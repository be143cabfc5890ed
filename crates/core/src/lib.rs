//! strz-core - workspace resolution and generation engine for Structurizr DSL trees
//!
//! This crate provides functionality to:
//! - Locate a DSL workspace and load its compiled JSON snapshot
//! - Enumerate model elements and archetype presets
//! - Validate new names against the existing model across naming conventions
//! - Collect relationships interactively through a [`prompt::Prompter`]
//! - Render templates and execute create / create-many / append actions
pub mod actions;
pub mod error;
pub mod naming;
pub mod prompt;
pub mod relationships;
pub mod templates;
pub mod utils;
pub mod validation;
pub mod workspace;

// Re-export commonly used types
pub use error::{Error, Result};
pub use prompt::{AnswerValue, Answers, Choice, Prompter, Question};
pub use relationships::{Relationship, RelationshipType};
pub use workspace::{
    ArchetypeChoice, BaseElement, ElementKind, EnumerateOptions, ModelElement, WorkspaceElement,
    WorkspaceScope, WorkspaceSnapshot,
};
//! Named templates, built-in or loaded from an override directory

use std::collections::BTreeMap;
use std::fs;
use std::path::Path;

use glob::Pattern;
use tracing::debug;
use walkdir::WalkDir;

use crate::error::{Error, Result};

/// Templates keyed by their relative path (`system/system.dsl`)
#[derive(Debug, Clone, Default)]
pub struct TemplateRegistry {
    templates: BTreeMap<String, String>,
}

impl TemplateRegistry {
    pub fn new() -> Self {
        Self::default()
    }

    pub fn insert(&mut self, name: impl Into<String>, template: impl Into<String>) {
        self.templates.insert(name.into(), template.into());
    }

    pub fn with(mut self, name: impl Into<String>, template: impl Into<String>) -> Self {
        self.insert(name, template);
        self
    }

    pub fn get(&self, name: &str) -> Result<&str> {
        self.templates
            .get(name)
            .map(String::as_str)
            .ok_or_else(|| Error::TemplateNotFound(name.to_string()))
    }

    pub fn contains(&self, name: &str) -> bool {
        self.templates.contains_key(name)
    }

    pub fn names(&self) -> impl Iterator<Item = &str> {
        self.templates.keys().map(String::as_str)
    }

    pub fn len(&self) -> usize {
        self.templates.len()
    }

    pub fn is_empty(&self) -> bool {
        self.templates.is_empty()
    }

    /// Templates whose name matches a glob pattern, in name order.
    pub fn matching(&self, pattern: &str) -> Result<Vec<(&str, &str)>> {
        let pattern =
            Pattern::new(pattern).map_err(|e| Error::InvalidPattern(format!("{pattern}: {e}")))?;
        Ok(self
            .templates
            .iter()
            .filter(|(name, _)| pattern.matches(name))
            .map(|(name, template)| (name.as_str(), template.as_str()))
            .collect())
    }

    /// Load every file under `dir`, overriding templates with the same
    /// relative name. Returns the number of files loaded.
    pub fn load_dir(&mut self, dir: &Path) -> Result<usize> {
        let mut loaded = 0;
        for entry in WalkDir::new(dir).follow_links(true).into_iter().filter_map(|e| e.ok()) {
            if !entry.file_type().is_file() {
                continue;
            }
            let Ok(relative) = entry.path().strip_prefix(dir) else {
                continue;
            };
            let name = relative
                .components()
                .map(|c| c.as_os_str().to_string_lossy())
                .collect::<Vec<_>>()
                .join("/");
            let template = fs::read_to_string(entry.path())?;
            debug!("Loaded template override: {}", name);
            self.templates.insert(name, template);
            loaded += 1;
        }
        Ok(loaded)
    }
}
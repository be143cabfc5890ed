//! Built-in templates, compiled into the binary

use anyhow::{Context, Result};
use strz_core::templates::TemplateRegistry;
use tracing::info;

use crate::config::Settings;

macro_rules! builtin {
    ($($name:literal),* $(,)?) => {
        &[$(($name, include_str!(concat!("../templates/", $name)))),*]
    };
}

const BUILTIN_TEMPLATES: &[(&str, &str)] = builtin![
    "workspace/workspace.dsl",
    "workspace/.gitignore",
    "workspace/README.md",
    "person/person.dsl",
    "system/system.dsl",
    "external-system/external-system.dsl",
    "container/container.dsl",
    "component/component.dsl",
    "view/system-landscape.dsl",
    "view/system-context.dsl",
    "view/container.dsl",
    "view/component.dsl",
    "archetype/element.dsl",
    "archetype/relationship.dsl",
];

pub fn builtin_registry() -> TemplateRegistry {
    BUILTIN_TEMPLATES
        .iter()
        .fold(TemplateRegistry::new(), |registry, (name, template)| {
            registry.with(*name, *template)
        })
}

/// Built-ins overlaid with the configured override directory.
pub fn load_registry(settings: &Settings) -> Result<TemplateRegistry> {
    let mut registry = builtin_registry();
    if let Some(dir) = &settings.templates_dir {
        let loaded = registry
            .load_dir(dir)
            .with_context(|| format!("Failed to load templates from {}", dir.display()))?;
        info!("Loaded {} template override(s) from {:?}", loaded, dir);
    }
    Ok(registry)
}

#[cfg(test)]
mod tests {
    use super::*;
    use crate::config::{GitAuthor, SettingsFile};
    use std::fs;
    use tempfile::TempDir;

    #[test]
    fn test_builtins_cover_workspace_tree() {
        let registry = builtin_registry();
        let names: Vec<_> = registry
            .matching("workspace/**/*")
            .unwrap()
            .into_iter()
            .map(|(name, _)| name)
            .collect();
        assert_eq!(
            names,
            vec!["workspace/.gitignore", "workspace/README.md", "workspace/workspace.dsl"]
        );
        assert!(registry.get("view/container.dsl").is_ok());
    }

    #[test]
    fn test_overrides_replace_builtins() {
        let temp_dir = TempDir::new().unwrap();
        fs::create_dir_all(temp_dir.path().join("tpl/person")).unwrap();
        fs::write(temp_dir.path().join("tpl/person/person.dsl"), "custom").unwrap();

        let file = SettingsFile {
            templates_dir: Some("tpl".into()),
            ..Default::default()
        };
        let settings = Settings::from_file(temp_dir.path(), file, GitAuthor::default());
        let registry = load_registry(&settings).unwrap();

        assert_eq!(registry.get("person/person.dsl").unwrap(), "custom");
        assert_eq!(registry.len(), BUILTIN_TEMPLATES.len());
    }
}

WHAT IS EXPECTED:
Every line of the material is to be transcribed exactly.

ANSWER SECTION:
repository be143cabfc5890ed
filename crates/core/src/lib.rs
//! strz-core - workspace resolution and generation engine for Structurizr DSL trees
//!
//! This crate provides functionality to:
//! - Locate a DSL workspace and load its compiled JSON snapshot
//! - Enumerate model elements and archetype presets
//! - Validate new names against the existing model across naming conventions
//! - Collect relationships interactively through a [`prompt::Prompter`]
//! - Render templates and execute create / create-many / append actions
pub mod actions;
pub mod error;
pub mod naming;
pub mod prompt;
pub mod relationships;
pub mod templates;
pub mod utils;
pub mod validation;
pub mod workspace;

// Re-export commonly used types
pub use error::{Error, Result};
pub use prompt::{AnswerValue, Answers, Choice, Prompter, Question};
pub use relationships::{Relationship, RelationshipType};
pub use workspace::{
    ArchetypeChoice, BaseElement, ElementKind, EnumerateOptions, ModelElement, WorkspaceElement,
    WorkspaceScope, WorkspaceSnapshot,
};
//! Named templates, built-in or loaded from an override directory

use std::collections::BTreeMap;
use std::fs;
use std::path::Path;

use glob::Pattern;
use tracing::debug;
use walkdir::WalkDir;

use crate::error::{Error, Result};

/// Templates keyed by their relative path (`system/system.dsl`)
#[derive(Debug, Clone, Default)]
pub struct TemplateRegistry {
    templates: BTreeMap<String, String>,
}

impl TemplateRegistry {
    pub fn new() -> Self {
        Self::default()
    }

    pub fn insert(&mut self, name: impl Into<String>, template: impl Into<String>) {
        self.templates.insert(name.into(), template.into());
    }

    pub fn with(mut self, name: impl Into<String>, template: impl Into<String>) -> Self {
        self.insert(name, template);
        self
    }

    pub fn get(&self, name: &str) -> Result<&str> {
        self.templates
            .get(name)
            .map(String::as_str)
            .ok_or_else(|| Error::TemplateNotFound(name.to_string()))
    }

    pub fn contains(&self, name: &str) -> bool {
        self.templates.contains_key(name)
    }

    pub fn names(&self) -> impl Iterator<Item = &str> {
        self.templates.keys().map(String::as_str)
    }

    pub fn len(&self) -> usize {
        self.templates.len()
    }

    pub fn is_empty(&self) -> bool {
        self.templates.is_empty()
    }

    /// Templates whose name matches a glob pattern, in name order.
    pub fn matching(&self, pattern: &str) -> Result<Vec<(&str, &str)>> {
        let pattern =
            Pattern::new(pattern).map_err(|e| Error::InvalidPattern(format!("{pattern}: {e}")))?;
        Ok(self
            .templates
            .iter()
            .filter(|(name, _)| pattern.matches(name))
            .map(|(name, template)| (name.as_str(), template.as_str()))
            .collect())
    }

    /// Load every file under `dir`, overriding templates with the same
    /// relative name. Returns the number of files loaded.
    pub fn load_dir(&mut self, dir: &Path) -> Result<usize> {
        let mut loaded = 0;
        for entry in WalkDir::new(dir).follow_links(true).into_iter().filter_map(|e| e.ok()) {
            if !entry.file_type().is_file() {
                continue;
            }
            let Ok(relative) = entry.path().strip_prefix(dir) else {
                continue;
            };
            let name = relative
                .components()
                .map(|c| c.as_os_str().to_string_lossy())
                .collect::<Vec<_>>()
                .join("/");
            let template = fs::read_to_string(entry.path())?;
            debug!("Loaded template override: {}", name);
            self.templates.insert(name, template);
            loaded += 1;
        }
        Ok(loaded)
    }
}
repository be143cabfc5890ed
//! Built-in templates, compiled into the binary

use anyhow::{Context, Result};
use strz_core::templates::TemplateRegistry;
use tracing::info;

use crate::config::Settings;

macro_rules! builtin {
    ($($name:literal),* $(,)?) => {
        &[$(($name, include_str!(concat!("../templates/", $name)))),*]
    };
}

const BUILTIN_TEMPLATES: &[(&str, &str)] = builtin![
    "workspace/workspace.dsl",
    "workspace/.gitignore",
    "workspace/README.md",
    "person/person.dsl",
    "system/system.dsl",
    "external-system/external-system.dsl",
    "container/container.dsl",
    "component/component.dsl",
    "view/system-landscape.dsl",
    "view/system-context.dsl",
    "view/container.dsl",
    "view/component.dsl",
    "archetype/element.dsl",
    "archetype/relationship.dsl",
];

pub fn builtin_registry() -> TemplateRegistry {
    BUILTIN_TEMPLATES
        .iter()
        .fold(TemplateRegistry::new(), |registry, (name, template)| {
            registry.with(*name, *template)
        })
}

/// Built-ins overlaid with the configured override directory.
pub fn load_registry(settings: &Settings) -> Result<TemplateRegistry> {
    let mut registry = builtin_registry();
    if let Some(dir) = &settings.templates_dir {
        let loaded = registry
            .load_dir(dir)
            .with_context(|| format!("Failed to load templates from {}", dir.display()))?;
        info!("Loaded {} template override(s) from {:?}", loaded, dir);
    }
    Ok(registry)
}

#[cfg(test)]
mod tests {
    use super::*;
    use crate::config::{GitAuthor, SettingsFile};
    use std::fs;
    use tempfile::TempDir;

    #[test]
    fn test_builtins_cover_workspace_tree() {
        let registry = builtin_registry();
        let names: Vec<_> = registry
            .matching("workspace/**/*")
            .unwrap()
            .into_iter()
            .map(|(name, _)| name)
            .collect();
        assert_eq!(
            names,
            vec!["workspace/.gitignore", "workspace/README.md", "workspace/workspace.dsl"]
        );
        assert!(registry.get("view/container.dsl").is_ok());
    }

    #[test]
    fn test_overrides_replace_builtins() {
        let temp_dir = TempDir::new().unwrap();
        fs::create_dir_all(temp_dir.path().join("tpl/person")).unwrap();
        fs::write(temp_dir.path().join("tpl/person/person.dsl"), "custom").unwrap();

        let file = SettingsFile {
            templates_dir: Some("tpl".into()),
            ..Default::default()
        };
        let settings = Settings::from_file(temp_dir.path(), file, GitAuthor::default());
        let registry = load_registry(&settings).unwrap();

        assert_eq!(registry.get("person/person.dsl").unwrap(), "custom");
        assert_eq!(registry.len(), BUILTIN_TEMPLATES.len());
    }
}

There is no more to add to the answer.